Comment définir cette contrée, comment déterminer ses frontières ? Pourquoi cerner, ou désigner cette femme ? Tant de pays, tant de créatures, subissent le même sort.
Dans la boue des rizières, sur l’asphalte des cités, dans la torpeur des sables, entre plaines et collines, sous neige ou soleil, perdus dans les foules que l’on pourchasse et décime, expirant parmi les autres ou dans la solitude : les massacrés, réfugiés, fusillés, suppliciés de tous les continents, convergent soudain vers cette rue unique, vers cette personne, vers ce corps, vers ce cœur aux abois, vers cette femme à la fois anonyme et singulière. À la fois vivante et blessée à mort.

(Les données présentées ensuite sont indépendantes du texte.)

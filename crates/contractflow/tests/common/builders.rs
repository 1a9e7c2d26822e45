//! Builder patterns and fixtures for creating test data programmatically.
//!
//! These builders allow creating complete configurations and sample
//! documents without repetitive boilerplate code.

#![allow(dead_code)]

use std::io::Cursor;

use lopdf::{dictionary, Document, Object, Stream};
use serde_json::{json, Value};

use contractflow::config::load_config_from_str;
use contractflow::Config;

use super::transport::{ANTHROPIC_HOST, DEEPSEEK_HOST, LITE_HOST, OPENAI_HOST};

/// Builder for creating `Config` instances over the four scripted backends.
pub struct ConfigBuilder {
    worker_count: usize,
    complexity_threshold: f64,
    fallback_enabled: bool,
    testing_mode: bool,
    rag_enabled: bool,
    max_retries: u32,
    initial_retry_delay_ms: u64,
    rate_limit: Option<(u32, f64)>,
    page_concurrency: usize,
}

impl ConfigBuilder {
    /// Create a new builder with sensible defaults for testing: no
    /// retries, no rate limit, no history routing.
    pub fn new() -> Self {
        Self {
            worker_count: 2,
            complexity_threshold: 0.7,
            fallback_enabled: true,
            testing_mode: false,
            rag_enabled: false,
            max_retries: 0,
            initial_retry_delay_ms: 10,
            rate_limit: None,
            page_concurrency: 2,
        }
    }

    pub fn worker_count(mut self, count: usize) -> Self {
        self.worker_count = count;
        self
    }

    pub fn complexity_threshold(mut self, threshold: f64) -> Self {
        self.complexity_threshold = threshold;
        self
    }

    pub fn fallback_enabled(mut self, enabled: bool) -> Self {
        self.fallback_enabled = enabled;
        self
    }

    pub fn testing_mode(mut self, enabled: bool) -> Self {
        self.testing_mode = enabled;
        self
    }

    pub fn rag_enabled(mut self, enabled: bool) -> Self {
        self.rag_enabled = enabled;
        self
    }

    pub fn retries(mut self, max_retries: u32, initial_delay_ms: u64) -> Self {
        self.max_retries = max_retries;
        self.initial_retry_delay_ms = initial_delay_ms;
        self
    }

    pub fn rate_limit(mut self, requests: u32, period_secs: f64) -> Self {
        self.rate_limit = Some((requests, period_secs));
        self
    }

    pub fn to_json(&self) -> Value {
        let mut client = json!({
            "timeout_secs": 5,
            "max_connections": 8,
            "max_retries": self.max_retries,
            "initial_retry_delay_ms": self.initial_retry_delay_ms,
        });
        if let Some((requests, period_secs)) = self.rate_limit {
            client["rate_limit"] = json!({ "requests": requests, "period_secs": period_secs });
        }

        json!({
            "version": "1.0",
            "worker_count": self.worker_count,
            "client": client,
            "router": {
                "complexity_threshold": self.complexity_threshold,
                "fallback_enabled": self.fallback_enabled,
                "rag_enabled": self.rag_enabled,
                "rag_sample_size": 10,
                "testing_mode": self.testing_mode,
                "models": {
                    "default_worker": "deepseek-chat",
                    "expert_fallback": "claude-sonnet-4",
                    "reserve_channel": "gpt-4o",
                    "testing": "deepseek-lite"
                }
            },
            "backends": [
                backend("deepseek-chat", "openai", DEEPSEEK_HOST, "/v1/chat/completions", 1.0, 2.0),
                backend("claude-sonnet-4", "anthropic", ANTHROPIC_HOST, "/v1/messages", 3.0, 15.0),
                backend("gpt-4o", "openai", OPENAI_HOST, "/v1/chat/completions", 2.5, 10.0),
                backend("deepseek-lite", "openai", LITE_HOST, "/v1/chat/completions", 0.1, 0.2)
            ],
            "pipeline": {
                "page_concurrency": self.page_concurrency,
                "max_blocks_per_request": 100
            }
        })
    }

    /// Builds through the real loader so schema and validation rules apply.
    pub fn build(&self) -> Config {
        load_config_from_str(&self.to_json().to_string()).expect("Builder produced invalid config")
    }
}

impl Default for ConfigBuilder {
    fn default() -> Self {
        Self::new()
    }
}

fn backend(
    model: &str,
    format: &str,
    host: &str,
    path: &str,
    input_price: f64,
    output_price: f64,
) -> Value {
    json!({
        "model": model,
        "api_format": format,
        "endpoint": format!("https://{}{}", host, path),
        "api_key": format!("{}-key", model),
        "input_price_per_million": input_price,
        "output_price_per_million": output_price
    })
}

pub const CONTRACT_XML: &str = r#"<?xml version="1.0" encoding="UTF-8"?>
<contract>
    <title>Master Supply Agreement</title>
    <party role="supplier">Acme GmbH</party>
    <party role="customer">Beta Ltd</party>
    <effective_date>2024-03-01</effective_date>
    <expiration_date>2026-02-28</expiration_date>
    <clause heading="Delivery">Goods ship within thirty days of each purchase order.</clause>
</contract>"#;

/// Model output for a record that passes validation.
pub const COMPLETE_RECORD: &str = r#"{"document_type":"lease","title":"Office Lease","parties":[{"name":"Acme GmbH","role":"landlord"},{"name":"Beta Ltd","role":"tenant"}],"effective_date":"2024-01-01","expiration_date":"2028-12-31"}"#;

/// Model output that validation flags with a single finding.
pub const ONE_PARTY_RECORD: &str = r#"{"title":"Office Lease","parties":[{"name":"Acme GmbH"}],"effective_date":"2024-01-01"}"#;

/// A PDF with one text page per entry; empty entries give textless pages.
pub fn sample_pdf(pages: &[&str]) -> Vec<u8> {
    let mut doc = Document::with_version("1.5");
    let pages_id = doc.new_object_id();
    let font_id = doc.add_object(dictionary! {
        "Type" => "Font",
        "Subtype" => "Type1",
        "BaseFont" => "Courier",
    });
    let resources_id = doc.add_object(dictionary! {
        "Font" => dictionary! {
            "F1" => font_id,
        },
    });

    let mut kids = Vec::new();
    for text in pages {
        let content = if text.is_empty() {
            String::new()
        } else {
            format!("BT /F1 12 Tf 50 700 Td ({}) Tj ET", text)
        };
        let content_id = doc.add_object(Stream::new(dictionary! {}, content.into_bytes()));
        let page_id = doc.add_object(dictionary! {
            "Type" => "Page",
            "Parent" => pages_id,
            "MediaBox" => vec![0.into(), 0.into(), 612.into(), 792.into()],
            "Resources" => resources_id,
            "Contents" => content_id,
        });
        kids.push(Object::from(page_id));
    }

    let count = kids.len() as i64;
    doc.objects.insert(
        pages_id,
        Object::Dictionary(dictionary! {
            "Type" => "Pages",
            "Kids" => kids,
            "Count" => count,
        }),
    );
    let catalog_id = doc.add_object(dictionary! {
        "Type" => "Catalog",
        "Pages" => pages_id,
    });
    doc.trailer.set("Root", catalog_id);

    let mut bytes = Vec::new();
    doc.save_to(&mut bytes).expect("Failed to write sample PDF");
    bytes
}

pub fn sample_jpeg() -> Vec<u8> {
    let img = image::RgbImage::from_pixel(16, 16, image::Rgb([230, 230, 230]));
    let mut bytes = Vec::new();
    img.write_to(&mut Cursor::new(&mut bytes), image::ImageFormat::Jpeg)
        .expect("Failed to encode sample JPEG");
    bytes
}

pub fn sample_png() -> Vec<u8> {
    let img = image::RgbImage::from_pixel(16, 16, image::Rgb([255, 255, 255]));
    let mut bytes = Vec::new();
    img.write_to(&mut Cursor::new(&mut bytes), image::ImageFormat::Png)
        .expect("Failed to encode sample PNG");
    bytes
}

Depuis l’aube des temps, les violences ne cessent de se chevaucher, la terreur de régner, l’horreur de recouvrir l’horreur. Visages en sang, visages exsangues. Hémorragies d’hommes, de femmes, d’enfants… Qu’importe le lieu ! Partout l’humanité est en cause, et ce sombre cortège n’a pas de fin.
Dans chaque corps torturé tous les corps gémissent. Poussés par des forces aveugles dans le même abîme, les vivants sombrent avant leur terme. Partout.
Comment croire, comment prier, comment espérer en ce monde pervers, en ce monde exterminateur, qui consume ses propres entrailles, qui se déchire et se décime sans répit ?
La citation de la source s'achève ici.